Märchensommer Rallye 2019
Willkommen zu Runde 4 der Märchenrallye 2019 des Märchensommers von PoiSonPaiNter!
(Dies ist allerdings nicht der Startbeitrag der Runde, solltet ihr den Anfang suchen, den findet ihr hier.)
Ansonsten seid ihr herzlich eingeladen, euch mit uns auf eine kurze märchenhafte Reise zu begeben, an deren Ende ihr die Märchenfrage dieser Station findet. Es haben sich nämlich eine ganze Reihe von Märchenspinnerinnen zusammengetan und für eine Geschichte der etwas anderen Art verfasst … doch lest selbst. 🙂
Die Figuren erwachen
Prolog
Es ist dunkel in der Schreibstube. Die Mönche, die das Scriptorium normalerweise bevölkern, sind längst in ihren Schlafzellen. Auf einem unordentlichen Stapel Papier trocknet ein Tintenfleck ein. Ein Federkiel liegt quer darüber, so, als wolle er die Blätter daran hindern, einfach abzuhauen. Die Blätter – oder etwas anderes?
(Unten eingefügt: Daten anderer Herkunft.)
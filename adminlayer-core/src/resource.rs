//! Record access services.
//!
//! A [`Resource`] serves one collection: paginated lists, single records, creation,
//! partial updates, embedded element updates and removal. Write payloads are validated
//! against the schema description before anything is sent to the driver, so a rejected
//! payload never persists anything.

use bson::{Bson, Document, doc};
use tracing::debug;

use crate::{
    driver::StoreDriver,
    error::{AdapterError, AdapterResult},
    page::Page,
    record::{Record, RecordId},
    request::{FilterRequest, ListRequest},
    schema::{CollectionSchema, PRIMARY_KEY, RelationKind, SchemaAdapter},
    store::{Context, ids_to_bson, unique_ids},
};

/// Record access for one collection.
#[derive(Debug)]
pub struct Resource<'a, D: StoreDriver> {
    context: Context<'a, D>,
}

impl<'a, D: StoreDriver> Resource<'a, D> {
    pub(crate) fn new(context: Context<'a, D>) -> Self {
        Self { context }
    }

    /// Returns the name of the collection.
    pub fn name(&self) -> &str {
        self.context.name()
    }

    /// Lists one page of records.
    ///
    /// # Arguments
    ///
    /// * `request` - Filter, sort, window, projection and hydration options
    ///
    /// # Returns
    ///
    /// The requested page and the total count of matching records.
    pub async fn list(&self, request: &ListRequest) -> AdapterResult<Page<Record>> {
        let plan = self.context.compiler().compile(self.name(), request)?;
        self.context.list(&plan, request).await
    }

    /// Counts the records matching a filter.
    pub async fn count(&self, filter: &FilterRequest) -> AdapterResult<u64> {
        let request = ListRequest::new().filter(filter.clone());
        let plan = self.context.compiler().compile(self.name(), &request)?;
        self.context.count(&plan).await
    }

    /// Fetches one record, its belongs-to relations hydrated.
    ///
    /// # Errors
    ///
    /// Returns [`AdapterError::NotFound`] if no record has this id.
    pub async fn get(&self, id: impl Into<RecordId>) -> AdapterResult<Record> {
        let id = id.into();
        let Some(document) = self.context.find_by_id(self.name(), id).await? else {
            debug!(collection = self.name(), %id, "record not found");
            return Err(AdapterError::NotFound(id.to_string(), self.name().to_string()));
        };

        let mut records = vec![Record::from_document(document)?];
        self.context.hydrate(&mut records).await?;
        Ok(records.remove(0))
    }

    /// Creates a record.
    ///
    /// Values are coerced to their field types. A missing `_id` is generated with the
    /// collection's id kind, and so is the `_id` of every embedded element.
    ///
    /// # Errors
    ///
    /// Returns [`AdapterError::Validation`] if the payload references unknown fields or
    /// carries values that do not fit their field types. Nothing is persisted then.
    pub async fn create(&self, payload: Document) -> AdapterResult<Record> {
        let mut document = validate(self.context.schema, self.context.collection, payload, Mode::Create)?;
        if !document.contains_key(PRIMARY_KEY) {
            document.insert(PRIMARY_KEY, RecordId::generate(self.context.collection.id_kind));
        }

        self.context.insert(self.name(), vec![document.clone()]).await?;
        Record::from_document(document)
    }

    /// Applies a partial update: only the supplied fields change.
    ///
    /// # Errors
    ///
    /// - [`AdapterError::Validation`] for unknown fields, `_id`, embedded fields and
    ///   values that do not fit their field types.
    /// - [`AdapterError::NotFound`] if no record has this id.
    pub async fn update(&self, id: impl Into<RecordId>, patch: Document) -> AdapterResult<Record> {
        let id = id.into();
        let patch = validate(self.context.schema, self.context.collection, patch, Mode::Patch)?;

        if !patch.is_empty() {
            let outcome = self
                .context
                .update_one(self.name(), doc! { PRIMARY_KEY: id }, doc! { "$set": patch })
                .await?;
            if outcome.matched == 0 {
                debug!(collection = self.name(), %id, "record not found");
                return Err(AdapterError::NotFound(id.to_string(), self.name().to_string()));
            }
        }

        self.get(id).await
    }

    /// Replaces one element of an embedded array, identified by the element's own id.
    ///
    /// # Arguments
    ///
    /// * `id` - The owning record
    /// * `field` - The embedded field
    /// * `element_id` - The `_id` of the element to replace
    /// * `element` - The new element content
    pub async fn update_embedded(
        &self,
        id: impl Into<RecordId>,
        field: &str,
        element_id: impl Into<RecordId>,
        element: Document,
    ) -> AdapterResult<Record> {
        let (id, element_id) = (id.into(), element_id.into());
        let shape = embedded_shape(self.context.schema, self.context.collection, field)?;
        let mut element = validate(self.context.schema, shape, element, Mode::Create)?;
        element.insert(PRIMARY_KEY, element_id);

        let outcome = self
            .context
            .update_one(
                self.name(),
                doc! { PRIMARY_KEY: id, format!("{field}.{PRIMARY_KEY}"): element_id },
                doc! { "$set": { format!("{field}.$"): element } },
            )
            .await?;
        if outcome.matched == 0 {
            debug!(collection = self.name(), %id, %element_id, field, "embedded element not found");
            return Err(AdapterError::NotFound(
                format!("{id}/{field}/{element_id}"),
                self.name().to_string(),
            ));
        }

        self.get(id).await
    }

    /// Removes records by id and returns how many were actually removed.
    ///
    /// Removing ids that do not exist is not an error.
    pub async fn remove(&self, ids: impl IntoIterator<Item = impl Into<RecordId>>) -> AdapterResult<u64> {
        let ids = unique_ids(ids);
        if ids.is_empty() {
            return Ok(0);
        }

        self.context
            .delete(self.name(), doc! { PRIMARY_KEY: { "$in": ids_to_bson(&ids) } })
            .await
    }
}

#[derive(Debug, Clone, Copy, PartialEq, Eq)]
enum Mode {
    Create,
    Patch,
}

fn embedded_shape<'s>(
    schema: &'s dyn SchemaAdapter,
    collection: &CollectionSchema,
    field: &str,
) -> AdapterResult<&'s CollectionSchema> {
    let relation = collection
        .field(field)
        .and_then(|field| field.relation.as_ref())
        .filter(|relation| relation.kind == RelationKind::Embedded)
        .ok_or_else(|| AdapterError::Validation(format!("`{}.{field}` is not an embedded field", collection.name)))?;

    schema.require(&relation.collection)
}

/// Checks a write payload against a schema and coerces its values.
fn validate(
    schema: &dyn SchemaAdapter,
    collection: &CollectionSchema,
    payload: Document,
    mode: Mode,
) -> AdapterResult<Document> {
    let unknown = payload
        .keys()
        .filter(|key| collection.field(key).is_none())
        .cloned()
        .collect::<Vec<_>>();
    if !unknown.is_empty() {
        return Err(AdapterError::Validation(format!(
            "unknown fields in `{}`: {}",
            collection.name,
            unknown.join(", ")
        )));
    }

    let mut document = Document::new();
    for (key, value) in payload {
        let Some(field) = collection.field(&key) else { continue };
        let invalid = |detail: String| AdapterError::Validation(format!("`{}.{key}`: {detail}", collection.name));

        if key == PRIMARY_KEY && mode == Mode::Patch {
            return Err(invalid("the primary key cannot be updated".to_string()));
        }

        let value = match &field.relation {
            Some(relation) if relation.kind == RelationKind::Embedded => {
                if mode == Mode::Patch {
                    return Err(invalid("embedded documents are updated one element at a time".to_string()));
                }
                let shape = schema.require(&relation.collection)?;
                match value {
                    Bson::Null => Bson::Null,
                    Bson::Array(elements) => Bson::Array(
                        elements
                            .into_iter()
                            .map(|element| match element {
                                Bson::Document(element) => {
                                    let mut element = validate(schema, shape, element, Mode::Create)?;
                                    if !element.contains_key(PRIMARY_KEY) {
                                        element.insert(PRIMARY_KEY, RecordId::generate(shape.id_kind));
                                    }
                                    Ok(Bson::Document(element))
                                }
                                other => Err(invalid(format!("expected an embedded document, got {other}"))),
                            })
                            .collect::<AdapterResult<Vec<_>>>()?,
                    ),
                    other => return Err(invalid(format!("expected an array of documents, got {other}"))),
                }
            }
            Some(relation) if relation.kind == RelationKind::HasMany => {
                if !relation.is_stored_locally() {
                    return Err(invalid(format!(
                        "the relation is stored on `{}` and is edited through associations",
                        relation.collection
                    )));
                }
                match value {
                    Bson::Null => Bson::Array(Vec::new()),
                    Bson::Array(ids) => Bson::Array(
                        unique_values(ids)
                            .iter()
                            .map(|id| field.coerce(id).map_err(&invalid))
                            .collect::<AdapterResult<Vec<_>>>()?,
                    ),
                    other => return Err(invalid(format!("expected an array of ids, got {other}"))),
                }
            }
            _ => field.coerce(&value).map_err(&invalid)?,
        };

        document.insert(key.clone(), value);
    }

    Ok(document)
}

fn unique_values(values: Vec<Bson>) -> Vec<Bson> {
    let mut unique = Vec::with_capacity(values.len());
    for value in values {
        if !unique.contains(&value) {
            unique.push(value);
        }
    }
    unique
}

#[cfg(test)]
mod tests {
    use super::*;
    use crate::resolver::tests::shop_schema;

    #[test]
    fn test_validate_rejects_unknown_fields() {
        let schema = shop_schema();
        let orders = schema.require("orders").unwrap();

        let result = validate(&schema, orders, doc! { "total": 3, "colour": "red" }, Mode::Create);
        assert!(matches!(result, Err(AdapterError::Validation(message)) if message.contains("colour")));
    }

    #[test]
    fn test_validate_coerces_and_fills_embedded_ids() {
        let schema = shop_schema();
        let orders = schema.require("orders").unwrap();

        let document = validate(
            &schema,
            orders,
            doc! { "total": "12", "items": [ { "sku": "A-1", "quantity": 2 } ] },
            Mode::Create,
        )
        .unwrap();

        assert_eq!(document.get("total"), Some(&Bson::Int64(12)));
        let items = document.get_array("items").unwrap();
        assert!(items[0].as_document().unwrap().get_object_id("_id").is_ok());
    }

    #[test]
    fn test_patch_rejects_primary_key_and_embedded_fields() {
        let schema = shop_schema();
        let orders = schema.require("orders").unwrap();

        assert!(matches!(
            validate(&schema, orders, doc! { "_id": RecordId::generate(orders.id_kind) }, Mode::Patch),
            Err(AdapterError::Validation(_))
        ));
        assert!(matches!(
            validate(&schema, orders, doc! { "items": [] }, Mode::Patch),
            Err(AdapterError::Validation(_))
        ));
    }

    #[test]
    fn test_foreign_key_relations_are_not_writable() {
        let schema = shop_schema();
        let customers = schema.require("customers").unwrap();

        assert!(matches!(
            validate(&schema, customers, doc! { "orders": [] }, Mode::Create),
            Err(AdapterError::Validation(_))
        ));
    }
}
Durch die feuchtkalte Nachtluft dringt ein Laut. Die Glocken der fernen Necromoniums verkünden die Mitte der Nacht.
Mitternacht. Geisterstunde.
Ein feiner grauer, rauchartiger Faden beginnt aus den Seiten des Papierstapels zu quellen. Er wächst, wird dichter, beginnt sich zu formen.
I.
Eine junge Frau wird sichtbar, dunkles, lockiges Haar, reichverzierte, locker fallende, weite Kleidung, Ringe an sämtlichen Fingern und eine mit trotz des schwachen Lichts sichtbar funkelnden Steinen besetzte, schwere goldene Kette um den Hals. Suleika, Tochter der Sheherezade. Sie schaut sich um. Ein Seufzer entfährt ihr. „Allein! Endlich mal!“ Sie dreht sich noch einmal. „Und meine Mutter ist nirgends zu sehen. Wie schön!“ Sie tänzelt durch den dunklen Raum. Ein Schwarm silberner Funken folgt ihr, hellt kurz die Schatten auf, bevor das Licht wieder verglimmt. Vor der Tür zögert sie kurz, hebt dann die Hand und drückt die Klinke nach unten. Die Tür öffnet sich mit lautem Knarren. Sichtlich erschrocken lässt sie los, lauscht. Als sich nichts rührt, schlüpft sie durch den Spalt hinaus in den Flur.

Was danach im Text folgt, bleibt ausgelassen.